The zero (balanced/neutral) sensitivity setting was used for the analysis and classifier package, allowing calls to be classified to the species-level based on the greatest percentage of the call classified as a single species. Acoustic data are provided electronically upon request and are stored by ESI on designated solid-state hard drives for seven years.

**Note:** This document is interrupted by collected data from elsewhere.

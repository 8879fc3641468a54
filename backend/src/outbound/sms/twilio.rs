//! Reqwest-backed Twilio Messages adapter.
//!
//! Owns transport details only: form encoding, basic auth, timeout, and
//! status mapping into [`SmsSenderError`].

use std::time::Duration;

use async_trait::async_trait;
use reqwest::{Client, StatusCode, Url};

use crate::domain::PhoneNumber;
use crate::domain::ports::{Delivery, SmsSender, SmsSenderError};

const TWILIO_API_BASE: &str = "https://api.twilio.com";
const BODY_PREVIEW_CHAR_LIMIT: usize = 160;

/// Sender identity: a messaging service takes precedence over a number.
#[derive(Debug, Clone, PartialEq, Eq)]
pub enum TwilioSender {
    /// `MessagingServiceSid` parameter.
    MessagingService(String),
    /// `From` parameter.
    From(String),
}

/// Account credentials and sender identity.
#[derive(Debug, Clone)]
pub struct TwilioCredentials {
    /// Account SID, used in the URL and as the basic-auth user.
    pub account_sid: String,
    /// Auth token, used as the basic-auth password.
    pub auth_token: String,
    /// Who the message is sent from.
    pub sender: TwilioSender,
}

/// SMS transport posting to `/2010-04-01/Accounts/{sid}/Messages.json`.
pub struct TwilioSmsSender {
    client: Client,
    endpoint: Url,
    credentials: TwilioCredentials,
}

impl TwilioSmsSender {
    /// Build a sender with a bounded request timeout.
    ///
    /// # Errors
    ///
    /// Returns a transport error when the client cannot be constructed or the
    /// account SID does not form a valid URL.
    pub fn new(credentials: TwilioCredentials, timeout: Duration) -> Result<Self, SmsSenderError> {
        Self::with_api_base(TWILIO_API_BASE, credentials, timeout)
    }

    /// Build a sender against another API base, such as a local mock.
    ///
    /// # Errors
    ///
    /// See [`TwilioSmsSender::new`].
    pub fn with_api_base(
        api_base: &str,
        credentials: TwilioCredentials,
        timeout: Duration,
    ) -> Result<Self, SmsSenderError> {
        let endpoint = messages_endpoint(api_base, &credentials.account_sid)?;
        let client = Client::builder()
            .timeout(timeout)
            .build()
            .map_err(|err| SmsSenderError::transport(err.to_string()))?;
        Ok(Self {
            client,
            endpoint,
            credentials,
        })
    }
}

fn messages_endpoint(api_base: &str, account_sid: &str) -> Result<Url, SmsSenderError> {
    let raw = format!(
        "{}/2010-04-01/Accounts/{}/Messages.json",
        api_base.trim_end_matches('/'),
        account_sid.trim()
    );
    Url::parse(&raw).map_err(|err| SmsSenderError::transport(format!("invalid endpoint: {err}")))
}

fn form_fields<'a>(sender: &'a TwilioSender, to: &'a str, body: &'a str) -> [(&'static str, &'a str); 3] {
    let from = match sender {
        TwilioSender::MessagingService(sid) => ("MessagingServiceSid", sid.as_str()),
        TwilioSender::From(number) => ("From", number.as_str()),
    };
    [from, ("To", to), ("Body", body)]
}

#[async_trait]
impl SmsSender for TwilioSmsSender {
    async fn send(&self, to: &PhoneNumber, body: &str) -> Result<Delivery, SmsSenderError> {
        let response = self
            .client
            .post(self.endpoint.clone())
            .basic_auth(
                &self.credentials.account_sid,
                Some(&self.credentials.auth_token),
            )
            .form(&form_fields(&self.credentials.sender, to.as_str(), body))
            .send()
            .await
            .map_err(|err| SmsSenderError::transport(err.to_string()))?;

        let status = response.status();
        if status.is_success() {
            return Ok(Delivery::Sent);
        }
        let body = response
            .bytes()
            .await
            .map_err(|err| SmsSenderError::transport(err.to_string()))?;
        Err(map_status_error(status, body.as_ref()))
    }
}

fn map_status_error(status: StatusCode, body: &[u8]) -> SmsSenderError {
    let preview = body_preview(body);
    if status.is_client_error() {
        SmsSenderError::rejected(status.as_u16(), preview)
    } else {
        SmsSenderError::transport(format!("status {}: {preview}", status.as_u16()))
    }
}

fn body_preview(body: &[u8]) -> String {
    let compact = String::from_utf8_lossy(body)
        .split_whitespace()
        .collect::<Vec<_>>()
        .join(" ");
    let preview: String = compact.chars().take(BODY_PREVIEW_CHAR_LIMIT).collect();
    if compact.chars().count() > BODY_PREVIEW_CHAR_LIMIT {
        format!("{preview}...")
    } else {
        preview
    }
}

#[cfg(test)]
mod tests {
    //! Regression coverage for non-network Twilio helpers.

    use super::*;
    use rstest::rstest;

    #[rstest]
    fn endpoint_embeds_account_sid() {
        let url = messages_endpoint("https://api.twilio.com/", "AC123").expect("valid url");
        assert_eq!(
            url.as_str(),
            "https://api.twilio.com/2010-04-01/Accounts/AC123/Messages.json"
        );
    }

    #[rstest]
    #[case(TwilioSender::MessagingService("MG9".to_owned()), "MessagingServiceSid", "MG9")]
    #[case(TwilioSender::From("+15155550100".to_owned()), "From", "+15155550100")]
    fn sender_identity_selects_form_field(
        #[case] sender: TwilioSender,
        #[case] key: &str,
        #[case] value: &str,
    ) {
        let fields = form_fields(&sender, "+15155550142", "hi");
        assert_eq!(fields[0], (key, value));
        assert_eq!(fields[1], ("To", "+15155550142"));
        assert_eq!(fields[2], ("Body", "hi"));
    }

    #[rstest]
    #[case(StatusCode::BAD_REQUEST, true)]
    #[case(StatusCode::UNAUTHORIZED, true)]
    #[case(StatusCode::INTERNAL_SERVER_ERROR, false)]
    fn client_statuses_are_rejections(#[case] status: StatusCode, #[case] rejected: bool) {
        let err = map_status_error(status, br#"{"message": "The 'To' number is not valid"}"#);
        assert_eq!(matches!(err, SmsSenderError::Rejected { .. }), rejected);
    }

    #[rstest]
    fn long_bodies_are_truncated_in_errors() {
        let body = "x".repeat(400);
        let preview = body_preview(body.as_bytes());
        assert!(preview.ends_with("..."));
        assert_eq!(preview.chars().count(), BODY_PREVIEW_CHAR_LIMIT + 3);
    }
}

Financial estimates were provided to DOTs with information needed to facilitate a structured decision regarding relative costs of physical exclusions and acoustic deterrents as described in Section 2.7 above, and maintaining treatments, and implementing monitoring efforts described in Section 2.8. Clean comparison requires removing several confounding expenses from amounts provided. Values excluded from calculations consist
of time spent traveling to and between sites, time spent training new staff to complete treatments and controls, and use of higher cost staff. Implementation costs are tracked on a per treatment basis, but maintenance and monitoring efforts for multiple structures are often pooled.